[Opening Provided records section]

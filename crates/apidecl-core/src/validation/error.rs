//! Validation error records
//!
//! Copyright (c) 2025 Apidecl Team
//! Licensed under the Apache-2.0 license

use crate::validation::messages::{DefaultMessages, MessageCatalog};
use indexmap::IndexMap;
use serde::{Deserialize, Serialize};
use serde_json::Value;
use std::fmt;

/// Attribute name errors on the value itself are reported under
pub const BASE_ATTRIBUTE: &str = "base";

/// Interpolation options carried by an error, e.g. `count`
pub type ErrorOptions = IndexMap<String, Value>;

/// Stable error type symbols
#[derive(Debug, Clone, Copy, PartialEq, Eq, Hash, Serialize, Deserialize)]
#[serde(rename_all = "snake_case")]
pub enum ErrorKind {
    Blank,
    Invalid,
    Inclusion,
    TooShort,
    TooLong,
    GreaterThan,
    GreaterThanOrEqualTo,
    LessThan,
    LessThanOrEqualTo,
}

impl ErrorKind {
    pub fn as_str(self) -> &'static str {
        match self {
            ErrorKind::Blank => "blank",
            ErrorKind::Invalid => "invalid",
            ErrorKind::Inclusion => "inclusion",
            ErrorKind::TooShort => "too_short",
            ErrorKind::TooLong => "too_long",
            ErrorKind::GreaterThan => "greater_than",
            ErrorKind::GreaterThanOrEqualTo => "greater_than_or_equal_to",
            ErrorKind::LessThan => "less_than",
            ErrorKind::LessThanOrEqualTo => "less_than_or_equal_to",
        }
    }
}

impl fmt::Display for ErrorKind {
    fn fmt(&self, f: &mut fmt::Formatter<'_>) -> fmt::Result {
        f.write_str(self.as_str())
    }
}

/// A failed check before it is attached to an attribute
#[derive(Debug, Clone, PartialEq)]
pub struct Violation {
    pub kind: ErrorKind,
    pub options: ErrorOptions,
}

impl Violation {
    pub fn new(kind: ErrorKind) -> Self {
        Self { kind, options: ErrorOptions::new() }
    }

    pub fn with_count(kind: ErrorKind, count: impl Into<Value>) -> Self {
        Self::new(kind).with_option("count", count)
    }

    pub fn with_option(mut self, key: impl Into<String>, value: impl Into<Value>) -> Self {
        self.options.insert(key.into(), value.into());
        self
    }

    /// Attach the violation to an attribute path
    pub fn at(self, attribute: impl Into<String>) -> ValidationError {
        ValidationError {
            attribute: attribute.into(),
            kind: self.kind,
            options: self.options,
        }
    }
}

/// One data error found while validating a casting result
#[derive(Debug, Clone, PartialEq, Serialize, Deserialize)]
pub struct ValidationError {
    /// Dotted path of the offending attribute, `base` for the value itself
    pub attribute: String,
    #[serde(rename = "type")]
    pub kind: ErrorKind,
    #[serde(default, skip_serializing_if = "IndexMap::is_empty")]
    pub options: ErrorOptions,
}

impl ValidationError {
    pub fn new(attribute: impl Into<String>, kind: ErrorKind) -> Self {
        Violation::new(kind).at(attribute)
    }

    /// The bare message, e.g. `is too long (maximum is 3 characters)`
    pub fn message(&self, catalog: &dyn MessageCatalog, locale: &str) -> String {
        catalog.format(self.kind, &self.options, locale)
    }

    /// The message prefixed with the humanized attribute name.
    ///
    /// Errors on `base` are not prefixed.
    pub fn full_message(&self, catalog: &dyn MessageCatalog, locale: &str) -> String {
        let message = self.message(catalog, locale);
        if self.attribute == BASE_ATTRIBUTE {
            message
        } else {
            format!("{} {}", humanize(&self.attribute), message)
        }
    }
}

impl fmt::Display for ValidationError {
    fn fmt(&self, f: &mut fmt::Formatter<'_>) -> fmt::Result {
        f.write_str(&self.full_message(&DefaultMessages, DefaultMessages::LOCALE))
    }
}

/// `billing_address.zip_code` becomes `Billing address zip code`
pub fn humanize(attribute: &str) -> String {
    let words = attribute.replace(['.', '_'], " ").to_lowercase();
    let mut chars = words.trim().chars();
    match chars.next() {
        Some(first) => first.to_uppercase().chain(chars).collect(),
        None => String::new(),
    }
}

/// Ordered collection of validation errors
#[derive(Debug, Clone, Default, PartialEq, Serialize, Deserialize)]
#[serde(transparent)]
pub struct ValidationErrors {
    errors: Vec<ValidationError>,
}

impl ValidationErrors {
    pub fn new() -> Self {
        Self::default()
    }

    pub fn add(&mut self, error: ValidationError) {
        self.errors.push(error);
    }

    pub fn is_empty(&self) -> bool {
        self.errors.is_empty()
    }

    pub fn len(&self) -> usize {
        self.errors.len()
    }

    pub fn iter(&self) -> std::slice::Iter<'_, ValidationError> {
        self.errors.iter()
    }

    /// Errors recorded against one attribute path
    pub fn on<'a>(&'a self, attribute: &'a str) -> impl Iterator<Item = &'a ValidationError> + 'a {
        self.errors.iter().filter(move |error| error.attribute == attribute)
    }

    /// `(attribute, type)` pairs, handy for assertions and machine output
    pub fn details(&self) -> Vec<(&str, ErrorKind)> {
        self.errors
            .iter()
            .map(|error| (error.attribute.as_str(), error.kind))
            .collect()
    }

    pub fn full_messages(&self, catalog: &dyn MessageCatalog, locale: &str) -> Vec<String> {
        self.errors
            .iter()
            .map(|error| error.full_message(catalog, locale))
            .collect()
    }

    /// All full messages joined into a single sentence list
    pub fn to_message(&self, catalog: &dyn MessageCatalog, locale: &str) -> String {
        self.full_messages(catalog, locale).join(". ")
    }

    /// Ok if no errors were collected
    pub fn into_result(self) -> Result<(), Self> {
        if self.is_empty() {
            Ok(())
        } else {
            Err(self)
        }
    }
}

impl fmt::Display for ValidationErrors {
    fn fmt(&self, f: &mut fmt::Formatter<'_>) -> fmt::Result {
        f.write_str(&self.to_message(&DefaultMessages, DefaultMessages::LOCALE))
    }
}

impl std::error::Error for ValidationErrors {}

impl From<ValidationError> for ValidationErrors {
    fn from(error: ValidationError) -> Self {
        Self { errors: vec![error] }
    }
}

impl From<Vec<ValidationError>> for ValidationErrors {
    fn from(errors: Vec<ValidationError>) -> Self {
        Self { errors }
    }
}

impl IntoIterator for ValidationErrors {
    type Item = ValidationError;
    type IntoIter = std::vec::IntoIter<ValidationError>;

    fn into_iter(self) -> Self::IntoIter {
        self.errors.into_iter()
    }
}

impl<'a> IntoIterator for &'a ValidationErrors {
    type Item = &'a ValidationError;
    type IntoIter = std::slice::Iter<'a, ValidationError>;

    fn into_iter(self) -> Self::IntoIter {
        self.errors.iter()
    }
}

#[cfg(test)]
mod tests {
    use super::*;
    use serde_json::json;

    #[test]
    fn test_humanize() {
        assert_eq!(humanize("first_name"), "First name");
        assert_eq!(humanize("billing_address.zip_code"), "Billing address zip code");
        assert_eq!(humanize(""), "");
    }

    #[test]
    fn test_full_messages_and_join() {
        let mut errors = ValidationErrors::new();
        errors.add(ValidationError::new("name", ErrorKind::Blank));
        errors.add(Violation::with_count(ErrorKind::TooLong, 3).at("nick_name"));
        errors.add(ValidationError::new(BASE_ATTRIBUTE, ErrorKind::Invalid));

        assert_eq!(
            errors.full_messages(&DefaultMessages, "en"),
            vec![
                "Name can't be blank".to_string(),
                "Nick name is too long (maximum is 3 characters)".to_string(),
                "is invalid".to_string(),
            ]
        );
        assert_eq!(
            errors.to_string(),
            "Name can't be blank. Nick name is too long (maximum is 3 characters). is invalid"
        );
    }

    #[test]
    fn test_collection_helpers() {
        let mut errors = ValidationErrors::new();
        assert!(errors.clone().into_result().is_ok());

        errors.add(ValidationError::new("tags", ErrorKind::Invalid));
        errors.add(ValidationError::new("tags", ErrorKind::Blank));
        errors.add(ValidationError::new("name", ErrorKind::Blank));

        assert_eq!(errors.len(), 3);
        assert_eq!(errors.on("tags").count(), 2);
        assert_eq!(errors.details()[2], ("name", ErrorKind::Blank));
        assert!(errors.into_result().is_err());
    }

    #[test]
    fn test_serializes_type_and_options() {
        let error = Violation::with_count(ErrorKind::LessThan, 10).at("age");
        assert_eq!(
            serde_json::to_value(&error).unwrap(),
            json!({ "attribute": "age", "type": "less_than", "options": { "count": 10 } })
        );
    }
}
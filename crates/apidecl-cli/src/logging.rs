//! Logging setup for the apidecl CLI
//!
//! Installs a `tracing-subscriber` whose level and format follow the
//! verbosity flags, the configuration file and the `RUST_LOG` /
//! `APIDECL_LOG_FORMAT` environment variables. Every run gets a request id
//! and the [`timing::Timer`] helper records how long each phase took.

use crate::config;
use crate::error::{Error, Result};
use is_terminal::IsTerminal;
use std::sync::OnceLock;
use tracing::{field, Span};
use tracing_subscriber::EnvFilter;
use uuid::Uuid;

/// Request id of the current run
static REQUEST_ID: OnceLock<String> = OnceLock::new();

/// Resolved subscriber settings for one run
#[derive(Debug, Clone, PartialEq)]
pub struct LoggingConfig {
    /// `EnvFilter` directive, e.g. `warn` or `apidecl_core=debug`
    pub level: String,
    pub format: LogFormat,
    /// Colored stderr output when stderr is a terminal
    pub console: bool,
    pub thread_ids: bool,
    /// Attach file and line to each event
    pub source_location: bool,
}

/// Shape of each log line on stderr
#[derive(Debug, Clone, Copy, PartialEq, Eq)]
pub enum LogFormat {
    /// One line per event, the default
    Compact,
    /// Multi-line events with span context
    Full,
    /// Newline-delimited JSON
    Json,
}

impl LogFormat {
    fn parse(name: &str) -> Option<Self> {
        match name.to_lowercase().as_str() {
            "compact" => Some(LogFormat::Compact),
            "full" => Some(LogFormat::Full),
            "json" => Some(LogFormat::Json),
            _ => None,
        }
    }
}

impl Default for LoggingConfig {
    fn default() -> Self {
        Self {
            level: "warn".to_string(),
            format: LogFormat::Compact,
            console: true,
            thread_ids: false,
            source_location: false,
        }
    }
}

impl LoggingConfig {
    /// Settings for `-v` repeated `verbosity` times (0: warn, 1: info, 2: debug, 3+: trace)
    pub fn from_verbosity(verbosity: u8) -> Self {
        let mut config = Self::default();

        match verbosity {
            0 => {}
            1 => config.level = "info".to_string(),
            2 => {
                config.level = "debug".to_string();
                config.source_location = true;
            }
            _ => {
                config.level = "trace".to_string();
                config.format = LogFormat::Full;
                config.source_location = true;
                config.thread_ids = true;
            }
        }

        config
    }

    /// Apply settings from the configuration file.
    ///
    /// The file's level only applies when no `-v` flag was given.
    pub fn merge_with_file(&mut self, settings: &config::LoggingConfig, verbosity: u8) {
        if verbosity == 0 {
            if let Some(level) = &settings.level {
                self.level = level.clone();
            }
        }
        if let Some(format) = settings.format.as_deref() {
            match LogFormat::parse(format) {
                Some(format) => self.format = format,
                None => eprintln!("Warning: unknown log format '{}' in configuration", format),
            }
        }
    }

    /// Apply environment overrides
    pub fn merge_with_env(&mut self) {
        if let Ok(rust_log) = std::env::var("RUST_LOG") {
            self.level = rust_log;
        }

        if let Ok(format) = std::env::var("APIDECL_LOG_FORMAT") {
            match LogFormat::parse(&format) {
                Some(format) => self.format = format,
                None => eprintln!("Warning: invalid APIDECL_LOG_FORMAT '{}', using default", format),
            }
        }
    }
}

/// Install the global subscriber and assign this run its request id
pub fn init_logging(config: LoggingConfig) -> Result<()> {
    let env_filter = EnvFilter::try_new(&config.level)
        .map_err(|e| Error::config(format!("Invalid log level '{}': {}", config.level, e)))?;
    let ansi = config.console && std::io::stderr().is_terminal();

    // each format builds a different subscriber type
    let installed = match config.format {
        LogFormat::Compact => tracing::subscriber::set_global_default(
            tracing_subscriber::fmt()
                .with_env_filter(env_filter)
                .with_writer(std::io::stderr)
                .with_ansi(ansi)
                .with_thread_ids(config.thread_ids)
                .with_file(config.source_location)
                .with_line_number(config.source_location)
                .compact()
                .finish(),
        ),
        LogFormat::Json => tracing::subscriber::set_global_default(
            tracing_subscriber::fmt()
                .with_env_filter(env_filter)
                .with_writer(std::io::stderr)
                .with_ansi(false)
                .with_thread_ids(config.thread_ids)
                .with_file(config.source_location)
                .with_line_number(config.source_location)
                .json()
                .finish(),
        ),
        LogFormat::Full => tracing::subscriber::set_global_default(
            tracing_subscriber::fmt()
                .with_env_filter(env_filter)
                .with_writer(std::io::stderr)
                .with_ansi(ansi)
                .with_thread_ids(config.thread_ids)
                .with_file(config.source_location)
                .with_line_number(config.source_location)
                .finish(),
        ),
    };
    installed.map_err(|e| Error::other(format!("Failed to initialize logging: {}", e)))?;

    let request_id = generate_request_id();
    REQUEST_ID
        .set(request_id.clone())
        .map_err(|_| Error::other("Logging was already initialized"))?;

    tracing::debug!(request_id = %request_id, config = ?config, "Logging system initialized");
    Ok(())
}

/// Generate a unique request ID for this run
pub fn generate_request_id() -> String {
    format!("req_{}", Uuid::new_v4().simple())
}

/// Request id assigned by [`init_logging`], if it ran
pub fn current_request_id() -> Option<&'static str> {
    REQUEST_ID.get().map(|s| s.as_str())
}

fn operation_span(operation: &str, details: Option<&str>) -> Span {
    tracing::info_span!(
        "operation",
        operation = operation,
        request_id = current_request_id().unwrap_or("unknown"),
        details = details.unwrap_or(""),
        duration_ms = field::Empty,
    )
}

/// Masking of secrets in payloads before they reach the logs
pub mod redaction {
    use regex::Regex;
    use serde_json::Value;
    use std::sync::OnceLock;

    static SECRET_ASSIGNMENT: OnceLock<Regex> = OnceLock::new();

    fn secret_assignment() -> &'static Regex {
        SECRET_ASSIGNMENT.get_or_init(|| {
            Regex::new(r#"(?i)(api[_-]?key|token|bearer|password|passwd|secret)[=:\s]+['"]?[^\s'"&]{3,}['"]?"#)
                .expect("redaction pattern is valid")
        })
    }

    /// Mask `key=value` style secrets inside free text
    pub fn redact_sensitive(input: &str) -> String {
        secret_assignment().replace_all(input, "$1=***").into_owned()
    }

    /// Mask values under secret-looking keys, recursively
    pub fn redact_json_value(value: &mut Value) {
        match value {
            Value::Object(map) => {
                for (key, val) in map.iter_mut() {
                    if is_sensitive_key(key) {
                        *val = Value::String("***".to_string());
                    } else {
                        redact_json_value(val);
                    }
                }
            }
            Value::Array(items) => items.iter_mut().for_each(redact_json_value),
            Value::String(text) => *text = redact_sensitive(text),
            _ => {}
        }
    }

    fn is_sensitive_key(key: &str) -> bool {
        let key = key.to_lowercase();
        ["password", "passwd", "secret", "token", "api_key", "apikey", "credential"]
            .iter()
            .any(|marker| key.contains(marker))
    }
}

/// Phase timings (loading, casting, rendering)
pub mod timing {
    use std::time::Instant;
    use tracing::Span;

    /// Records its span's duration when dropped
    pub struct Timer {
        start: Instant,
        span: Span,
        operation: String,
    }

    impl Timer {
        pub fn new(operation: &str) -> Self {
            Self {
                start: Instant::now(),
                span: super::operation_span(operation, None),
                operation: operation.to_string(),
            }
        }

        pub fn with_details(operation: &str, details: &str) -> Self {
            Self {
                start: Instant::now(),
                span: super::operation_span(operation, Some(details)),
                operation: operation.to_string(),
            }
        }
    }

    impl Drop for Timer {
        fn drop(&mut self) {
            let duration = self.start.elapsed();
            self.span.record("duration_ms", duration.as_millis() as u64);

            tracing::debug!(
                operation = %self.operation,
                duration_ms = duration.as_millis() as u64,
                "Operation completed"
            );
        }
    }
}

#[cfg(test)]
mod tests {
    use super::*;
    use serde_json::json;

    #[test]
    fn test_redaction() {
        let redacted = redaction::redact_sensitive("password=hunter22 name=rex");
        assert_eq!(redacted, "password=*** name=rex");
    }

    #[test]
    fn test_json_redaction() {
        let mut value = json!({
            "username": "rex",
            "password": "hunter22",
            "profile": { "api_key": "abc123456789", "bio": "token: s3cr3t-value" }
        });

        redaction::redact_json_value(&mut value);

        assert_eq!(value["username"], "rex");
        assert_eq!(value["password"], "***");
        assert_eq!(value["profile"]["api_key"], "***");
        assert_eq!(value["profile"]["bio"], "token=***");
    }

    #[test]
    fn test_logging_config_from_verbosity() {
        let config = LoggingConfig::from_verbosity(0);
        assert_eq!(config.level, "warn");
        assert!(!config.source_location);

        let config = LoggingConfig::from_verbosity(2);
        assert_eq!(config.level, "debug");
        assert!(config.source_location);

        let config = LoggingConfig::from_verbosity(3);
        assert_eq!(config.level, "trace");
        assert_eq!(config.format, LogFormat::Full);
        assert!(config.thread_ids);
    }

    #[test]
    fn test_file_settings_yield_to_flags() {
        let settings = config::LoggingConfig {
            level: Some("info".to_string()),
            format: Some("json".to_string()),
        };

        let mut quiet = LoggingConfig::from_verbosity(0);
        quiet.merge_with_file(&settings, 0);
        assert_eq!(quiet.level, "info");
        assert_eq!(quiet.format, LogFormat::Json);

        let mut verbose = LoggingConfig::from_verbosity(2);
        verbose.merge_with_file(&settings, 2);
        assert_eq!(verbose.level, "debug");
    }

    #[test]
    fn test_request_ids_are_unique() {
        let first = generate_request_id();
        assert!(first.starts_with("req_"));
        assert_ne!(first, generate_request_id());
    }
}
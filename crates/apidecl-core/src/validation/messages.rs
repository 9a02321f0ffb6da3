//! Human-readable error messages
//!
//! The engine only needs something that can turn an error type and its
//! options into text. [`DefaultMessages`] ships the English table; callers
//! plug in their own [`MessageCatalog`] for other locales.

use crate::validation::error::{ErrorKind, ErrorOptions};
use serde_json::Value;

/// Formats `(type, options)` pairs into messages
pub trait MessageCatalog: Send + Sync {
    fn format(&self, kind: ErrorKind, options: &ErrorOptions, locale: &str) -> String;
}

/// Built-in English messages
#[derive(Debug, Clone, Copy, Default)]
pub struct DefaultMessages;

impl DefaultMessages {
    pub const LOCALE: &'static str = "en";

    pub fn template(kind: ErrorKind) -> &'static str {
        match kind {
            ErrorKind::Blank => "can't be blank",
            ErrorKind::Invalid => "is invalid",
            ErrorKind::Inclusion => "is not included in the list",
            ErrorKind::TooShort => "is too short (minimum is %{count} characters)",
            ErrorKind::TooLong => "is too long (maximum is %{count} characters)",
            ErrorKind::GreaterThan => "must be greater than %{count}",
            ErrorKind::GreaterThanOrEqualTo => "must be greater than or equal to %{count}",
            ErrorKind::LessThan => "must be less than %{count}",
            ErrorKind::LessThanOrEqualTo => "must be less than or equal to %{count}",
        }
    }
}

impl MessageCatalog for DefaultMessages {
    fn format(&self, kind: ErrorKind, options: &ErrorOptions, locale: &str) -> String {
        if locale != Self::LOCALE {
            tracing::trace!(locale, "no bundled messages for locale, using English");
        }
        interpolate(Self::template(kind), options)
    }
}

/// Replace every `%{key}` in `template` with the matching option
pub fn interpolate(template: &str, options: &ErrorOptions) -> String {
    let mut message = template.to_string();
    for (key, value) in options {
        let placeholder = format!("%{{{}}}", key);
        if message.contains(&placeholder) {
            let text = match value {
                Value::String(text) => text.clone(),
                other => other.to_string(),
            };
            message = message.replace(&placeholder, &text);
        }
    }
    message
}

#[cfg(test)]
mod tests {
    use super::*;
    use serde_json::json;

    #[test]
    fn test_interpolates_count() {
        let mut options = ErrorOptions::new();
        options.insert("count".to_string(), json!(10));
        assert_eq!(
            DefaultMessages.format(ErrorKind::LessThan, &options, "en"),
            "must be less than 10"
        );
    }

    #[test]
    fn test_unknown_locale_falls_back() {
        assert_eq!(
            DefaultMessages.format(ErrorKind::Blank, &ErrorOptions::new(), "fr"),
            "can't be blank"
        );
    }

    #[test]
    fn test_custom_catalog() {
        struct Shouting;
        impl MessageCatalog for Shouting {
            fn format(&self, kind: ErrorKind, options: &ErrorOptions, _locale: &str) -> String {
                interpolate(DefaultMessages::template(kind), options).to_uppercase()
            }
        }
        assert_eq!(Shouting.format(ErrorKind::Invalid, &ErrorOptions::new(), "en"), "IS INVALID");
    }
}
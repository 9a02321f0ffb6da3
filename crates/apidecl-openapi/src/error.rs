//! Error types for document rendering
//!
//! Copyright (c) 2025 Apidecl Team
//! Licensed under the Apache-2.0 license

use crate::version::VersionError;
use apidecl_core::ReferenceError;
use thiserror::Error;

/// Main error type for rendering operations
#[derive(Error, Debug)]
pub enum Error {
    /// The requested OpenAPI version cannot be produced
    #[error("Version error: {0}")]
    Version(#[from] VersionError),

    /// A reference in the registry did not resolve; no document is produced
    #[error("Reference error: {0}")]
    Reference(#[from] ReferenceError),

    /// Serialization of a document fragment failed
    #[error("Serialization error: {0}")]
    Serialization(#[from] serde_json::Error),
}

/// Convenience type alias for Results using our Error type
pub type Result<T> = std::result::Result<T, Error>;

[Closing Provided records section]

* Problem statement *
Where in the records does the string "password" appear? Copy every line that has it.

* Exercise answer *
            Regex::new(r#"(?i)(api[_-]?key|token|bearer|password|passwd|secret)[=:\s]+['"]?[^\s'"&]{3,}['"]?"#)
        ["password", "passwd", "secret", "token", "api_key", "apikey", "credential"]
        let redacted = redaction::redact_sensitive("password=hunter22 name=rex");
        assert_eq!(redacted, "password=*** name=rex");
            "password": "hunter22",
        assert_eq!(value["password"], "***");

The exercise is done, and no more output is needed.